[Start of Attachment]
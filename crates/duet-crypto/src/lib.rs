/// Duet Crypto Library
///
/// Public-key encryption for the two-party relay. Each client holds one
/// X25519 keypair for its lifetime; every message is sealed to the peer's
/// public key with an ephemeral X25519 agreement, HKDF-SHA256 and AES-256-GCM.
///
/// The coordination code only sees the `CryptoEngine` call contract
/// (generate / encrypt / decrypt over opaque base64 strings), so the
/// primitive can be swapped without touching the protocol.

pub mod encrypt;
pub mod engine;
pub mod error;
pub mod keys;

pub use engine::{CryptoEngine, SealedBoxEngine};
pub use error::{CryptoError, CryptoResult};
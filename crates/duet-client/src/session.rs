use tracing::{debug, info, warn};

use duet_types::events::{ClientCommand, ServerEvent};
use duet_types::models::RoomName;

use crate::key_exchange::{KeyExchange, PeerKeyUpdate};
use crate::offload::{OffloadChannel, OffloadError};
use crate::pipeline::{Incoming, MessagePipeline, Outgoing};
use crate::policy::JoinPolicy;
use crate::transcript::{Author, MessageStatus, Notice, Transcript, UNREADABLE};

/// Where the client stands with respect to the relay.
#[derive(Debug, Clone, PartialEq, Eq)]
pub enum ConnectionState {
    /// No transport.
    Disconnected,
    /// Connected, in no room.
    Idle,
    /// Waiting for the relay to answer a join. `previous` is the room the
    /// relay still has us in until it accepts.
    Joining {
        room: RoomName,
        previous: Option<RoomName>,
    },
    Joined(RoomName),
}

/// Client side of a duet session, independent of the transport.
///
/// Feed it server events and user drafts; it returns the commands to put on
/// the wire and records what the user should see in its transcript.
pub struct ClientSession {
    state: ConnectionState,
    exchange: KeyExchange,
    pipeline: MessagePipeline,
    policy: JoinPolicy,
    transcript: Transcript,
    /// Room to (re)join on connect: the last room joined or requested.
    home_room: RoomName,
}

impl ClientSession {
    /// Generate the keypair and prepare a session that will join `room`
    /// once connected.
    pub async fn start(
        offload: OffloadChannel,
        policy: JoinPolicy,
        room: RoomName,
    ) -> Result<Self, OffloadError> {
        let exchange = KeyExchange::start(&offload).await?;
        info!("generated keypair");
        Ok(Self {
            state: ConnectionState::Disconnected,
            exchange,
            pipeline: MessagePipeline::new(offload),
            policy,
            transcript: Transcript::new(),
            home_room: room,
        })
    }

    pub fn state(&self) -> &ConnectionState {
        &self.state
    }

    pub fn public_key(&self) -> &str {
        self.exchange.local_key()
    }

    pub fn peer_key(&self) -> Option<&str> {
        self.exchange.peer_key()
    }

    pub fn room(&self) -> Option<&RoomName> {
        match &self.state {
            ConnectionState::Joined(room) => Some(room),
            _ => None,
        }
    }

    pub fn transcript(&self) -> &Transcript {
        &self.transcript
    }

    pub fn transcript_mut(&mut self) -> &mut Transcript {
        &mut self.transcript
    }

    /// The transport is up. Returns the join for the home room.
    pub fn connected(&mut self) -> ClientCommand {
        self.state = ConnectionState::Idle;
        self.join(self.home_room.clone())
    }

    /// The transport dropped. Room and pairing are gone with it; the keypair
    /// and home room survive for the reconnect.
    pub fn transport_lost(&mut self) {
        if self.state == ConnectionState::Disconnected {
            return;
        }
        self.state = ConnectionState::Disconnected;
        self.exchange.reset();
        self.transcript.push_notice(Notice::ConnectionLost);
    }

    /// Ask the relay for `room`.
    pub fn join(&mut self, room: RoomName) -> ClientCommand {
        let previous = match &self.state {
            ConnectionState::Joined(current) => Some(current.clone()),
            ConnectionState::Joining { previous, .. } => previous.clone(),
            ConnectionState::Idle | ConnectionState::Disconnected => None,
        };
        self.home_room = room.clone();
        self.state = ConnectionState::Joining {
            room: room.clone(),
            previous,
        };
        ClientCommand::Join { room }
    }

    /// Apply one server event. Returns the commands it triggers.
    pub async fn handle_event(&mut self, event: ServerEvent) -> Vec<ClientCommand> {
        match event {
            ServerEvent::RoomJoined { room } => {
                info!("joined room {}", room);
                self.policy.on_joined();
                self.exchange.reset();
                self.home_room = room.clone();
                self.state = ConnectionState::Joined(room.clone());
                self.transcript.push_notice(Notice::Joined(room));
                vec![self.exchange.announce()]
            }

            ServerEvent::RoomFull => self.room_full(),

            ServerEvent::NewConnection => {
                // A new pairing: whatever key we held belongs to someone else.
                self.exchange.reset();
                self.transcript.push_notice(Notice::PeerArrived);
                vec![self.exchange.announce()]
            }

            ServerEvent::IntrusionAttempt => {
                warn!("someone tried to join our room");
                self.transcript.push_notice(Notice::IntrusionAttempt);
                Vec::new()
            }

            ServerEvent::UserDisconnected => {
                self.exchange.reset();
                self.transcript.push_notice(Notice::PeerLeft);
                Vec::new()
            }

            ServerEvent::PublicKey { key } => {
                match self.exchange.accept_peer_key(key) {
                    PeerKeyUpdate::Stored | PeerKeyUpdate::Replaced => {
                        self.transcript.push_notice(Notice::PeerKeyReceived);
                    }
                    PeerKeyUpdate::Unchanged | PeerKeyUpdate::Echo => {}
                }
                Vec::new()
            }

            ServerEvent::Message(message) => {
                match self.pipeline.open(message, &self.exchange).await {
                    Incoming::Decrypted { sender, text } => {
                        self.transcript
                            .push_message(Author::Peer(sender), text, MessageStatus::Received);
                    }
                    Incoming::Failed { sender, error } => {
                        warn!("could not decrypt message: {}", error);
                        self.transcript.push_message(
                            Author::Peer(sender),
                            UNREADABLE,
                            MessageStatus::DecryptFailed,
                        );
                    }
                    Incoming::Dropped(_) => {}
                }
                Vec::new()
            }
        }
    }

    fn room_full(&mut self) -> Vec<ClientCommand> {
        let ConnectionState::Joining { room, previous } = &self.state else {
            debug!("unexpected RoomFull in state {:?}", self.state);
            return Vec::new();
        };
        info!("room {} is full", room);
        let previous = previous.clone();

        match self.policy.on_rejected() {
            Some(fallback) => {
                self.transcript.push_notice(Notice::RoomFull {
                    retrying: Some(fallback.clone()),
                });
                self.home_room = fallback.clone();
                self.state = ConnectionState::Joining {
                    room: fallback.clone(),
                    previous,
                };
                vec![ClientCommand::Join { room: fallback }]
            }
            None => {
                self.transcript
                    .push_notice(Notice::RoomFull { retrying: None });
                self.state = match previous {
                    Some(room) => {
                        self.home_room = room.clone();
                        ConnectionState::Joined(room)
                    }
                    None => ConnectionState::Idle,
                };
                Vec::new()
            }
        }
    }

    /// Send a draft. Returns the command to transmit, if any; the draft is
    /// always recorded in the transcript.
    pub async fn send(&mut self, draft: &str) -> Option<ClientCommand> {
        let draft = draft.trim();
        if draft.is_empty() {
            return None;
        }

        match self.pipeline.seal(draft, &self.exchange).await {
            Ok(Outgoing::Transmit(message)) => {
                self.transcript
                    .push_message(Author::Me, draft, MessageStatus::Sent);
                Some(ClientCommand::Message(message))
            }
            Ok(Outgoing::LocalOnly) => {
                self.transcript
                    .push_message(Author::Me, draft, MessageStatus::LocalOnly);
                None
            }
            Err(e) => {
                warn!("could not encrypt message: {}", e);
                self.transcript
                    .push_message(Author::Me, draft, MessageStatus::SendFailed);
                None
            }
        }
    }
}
[End of Attachment]
What to work on → Give the data again, exactly as it appears above.

Exercise response →
filename crates/duet-crypto/src/lib.rs
/// Duet Crypto Library
///
/// Public-key encryption for the two-party relay. Each client holds one
/// X25519 keypair for its lifetime; every message is sealed to the peer's
/// public key with an ephemeral X25519 agreement, HKDF-SHA256 and AES-256-GCM.
///
/// The coordination code only sees the `CryptoEngine` call contract
/// (generate / encrypt / decrypt over opaque base64 strings), so the
/// primitive can be swapped without touching the protocol.

pub mod encrypt;
pub mod engine;
pub mod error;
pub mod keys;

pub use engine::{CryptoEngine, SealedBoxEngine};
pub use error::{CryptoError, CryptoResult};
filename crates/duet-client/src/session.rs
use tracing::{debug, info, warn};

use duet_types::events::{ClientCommand, ServerEvent};
use duet_types::models::RoomName;

use crate::key_exchange::{KeyExchange, PeerKeyUpdate};
use crate::offload::{OffloadChannel, OffloadError};
use crate::pipeline::{Incoming, MessagePipeline, Outgoing};
use crate::policy::JoinPolicy;
use crate::transcript::{Author, MessageStatus, Notice, Transcript, UNREADABLE};

/// Where the client stands with respect to the relay.
#[derive(Debug, Clone, PartialEq, Eq)]
pub enum ConnectionState {
    /// No transport.
    Disconnected,
    /// Connected, in no room.
    Idle,
    /// Waiting for the relay to answer a join. `previous` is the room the
    /// relay still has us in until it accepts.
    Joining {
        room: RoomName,
        previous: Option<RoomName>,
    },
    Joined(RoomName),
}

/// Client side of a duet session, independent of the transport.
///
/// Feed it server events and user drafts; it returns the commands to put on
/// the wire and records what the user should see in its transcript.
pub struct ClientSession {
    state: ConnectionState,
    exchange: KeyExchange,
    pipeline: MessagePipeline,
    policy: JoinPolicy,
    transcript: Transcript,
    /// Room to (re)join on connect: the last room joined or requested.
    home_room: RoomName,
}

impl ClientSession {
    /// Generate the keypair and prepare a session that will join `room`
    /// once connected.
    pub async fn start(
        offload: OffloadChannel,
        policy: JoinPolicy,
        room: RoomName,
    ) -> Result<Self, OffloadError> {
        let exchange = KeyExchange::start(&offload).await?;
        info!("generated keypair");
        Ok(Self {
            state: ConnectionState::Disconnected,
            exchange,
            pipeline: MessagePipeline::new(offload),
            policy,
            transcript: Transcript::new(),
            home_room: room,
        })
    }

    pub fn state(&self) -> &ConnectionState {
        &self.state
    }

    pub fn public_key(&self) -> &str {
        self.exchange.local_key()
    }

    pub fn peer_key(&self) -> Option<&str> {
        self.exchange.peer_key()
    }

    pub fn room(&self) -> Option<&RoomName> {
        match &self.state {
            ConnectionState::Joined(room) => Some(room),
            _ => None,
        }
    }

    pub fn transcript(&self) -> &Transcript {
        &self.transcript
    }

    pub fn transcript_mut(&mut self) -> &mut Transcript {
        &mut self.transcript
    }

    /// The transport is up. Returns the join for the home room.
    pub fn connected(&mut self) -> ClientCommand {
        self.state = ConnectionState::Idle;
        self.join(self.home_room.clone())
    }

    /// The transport dropped. Room and pairing are gone with it; the keypair
    /// and home room survive for the reconnect.
    pub fn transport_lost(&mut self) {
        if self.state == ConnectionState::Disconnected {
            return;
        }
        self.state = ConnectionState::Disconnected;
        self.exchange.reset();
        self.transcript.push_notice(Notice::ConnectionLost);
    }

    /// Ask the relay for `room`.
    pub fn join(&mut self, room: RoomName) -> ClientCommand {
        let previous = match &self.state {
            ConnectionState::Joined(current) => Some(current.clone()),
            ConnectionState::Joining { previous, .. } => previous.clone(),
            ConnectionState::Idle | ConnectionState::Disconnected => None,
        };
        self.home_room = room.clone();
        self.state = ConnectionState::Joining {
            room: room.clone(),
            previous,
        };
        ClientCommand::Join { room }
    }

    /// Apply one server event. Returns the commands it triggers.
    pub async fn handle_event(&mut self, event: ServerEvent) -> Vec<ClientCommand> {
        match event {
            ServerEvent::RoomJoined { room } => {
                info!("joined room {}", room);
                self.policy.on_joined();
                self.exchange.reset();
                self.home_room = room.clone();
                self.state = ConnectionState::Joined(room.clone());
                self.transcript.push_notice(Notice::Joined(room));
                vec![self.exchange.announce()]
            }

            ServerEvent::RoomFull => self.room_full(),

            ServerEvent::NewConnection => {
                // A new pairing: whatever key we held belongs to someone else.
                self.exchange.reset();
                self.transcript.push_notice(Notice::PeerArrived);
                vec![self.exchange.announce()]
            }

            ServerEvent::IntrusionAttempt => {
                warn!("someone tried to join our room");
                self.transcript.push_notice(Notice::IntrusionAttempt);
                Vec::new()
            }

            ServerEvent::UserDisconnected => {
                self.exchange.reset();
                self.transcript.push_notice(Notice::PeerLeft);
                Vec::new()
            }

            ServerEvent::PublicKey { key } => {
                match self.exchange.accept_peer_key(key) {
                    PeerKeyUpdate::Stored | PeerKeyUpdate::Replaced => {
                        self.transcript.push_notice(Notice::PeerKeyReceived);
                    }
                    PeerKeyUpdate::Unchanged | PeerKeyUpdate::Echo => {}
                }
                Vec::new()
            }

            ServerEvent::Message(message) => {
                match self.pipeline.open(message, &self.exchange).await {
                    Incoming::Decrypted { sender, text } => {
                        self.transcript
                            .push_message(Author::Peer(sender), text, MessageStatus::Received);
                    }
                    Incoming::Failed { sender, error } => {
                        warn!("could not decrypt message: {}", error);
                        self.transcript.push_message(
                            Author::Peer(sender),
                            UNREADABLE,
                            MessageStatus::DecryptFailed,
                        );
                    }
                    Incoming::Dropped(_) => {}
                }
                Vec::new()
            }
        }
    }

    fn room_full(&mut self) -> Vec<ClientCommand> {
        let ConnectionState::Joining { room, previous } = &self.state else {
            debug!("unexpected RoomFull in state {:?}", self.state);
            return Vec::new();
        };
        info!("room {} is full", room);
        let previous = previous.clone();

        match self.policy.on_rejected() {
            Some(fallback) => {
                self.transcript.push_notice(Notice::RoomFull {
                    retrying: Some(fallback.clone()),
                });
                self.home_room = fallback.clone();
                self.state = ConnectionState::Joining {
                    room: fallback.clone(),
                    previous,
                };
                vec![ClientCommand::Join { room: fallback }]
            }
            None => {
                self.transcript
                    .push_notice(Notice::RoomFull { retrying: None });
                self.state = match previous {
                    Some(room) => {
                        self.home_room = room.clone();
                        ConnectionState::Joined(room)
                    }
                    None => ConnectionState::Idle,
                };
                Vec::new()
            }
        }
    }

    /// Send a draft. Returns the command to transmit, if any; the draft is
    /// always recorded in the transcript.
    pub async fn send(&mut self, draft: &str) -> Option<ClientCommand> {
        let draft = draft.trim();
        if draft.is_empty() {
            return None;
        }

        match self.pipeline.seal(draft, &self.exchange).await {
            Ok(Outgoing::Transmit(message)) => {
                self.transcript
                    .push_message(Author::Me, draft, MessageStatus::Sent);
                Some(ClientCommand::Message(message))
            }
            Ok(Outgoing::LocalOnly) => {
                self.transcript
                    .push_message(Author::Me, draft, MessageStatus::LocalOnly);
                None
            }
            Err(e) => {
                warn!("could not encrypt message: {}", e);
                self.transcript
                    .push_message(Author::Me, draft, MessageStatus::SendFailed);
                None
            }
        }
    }
}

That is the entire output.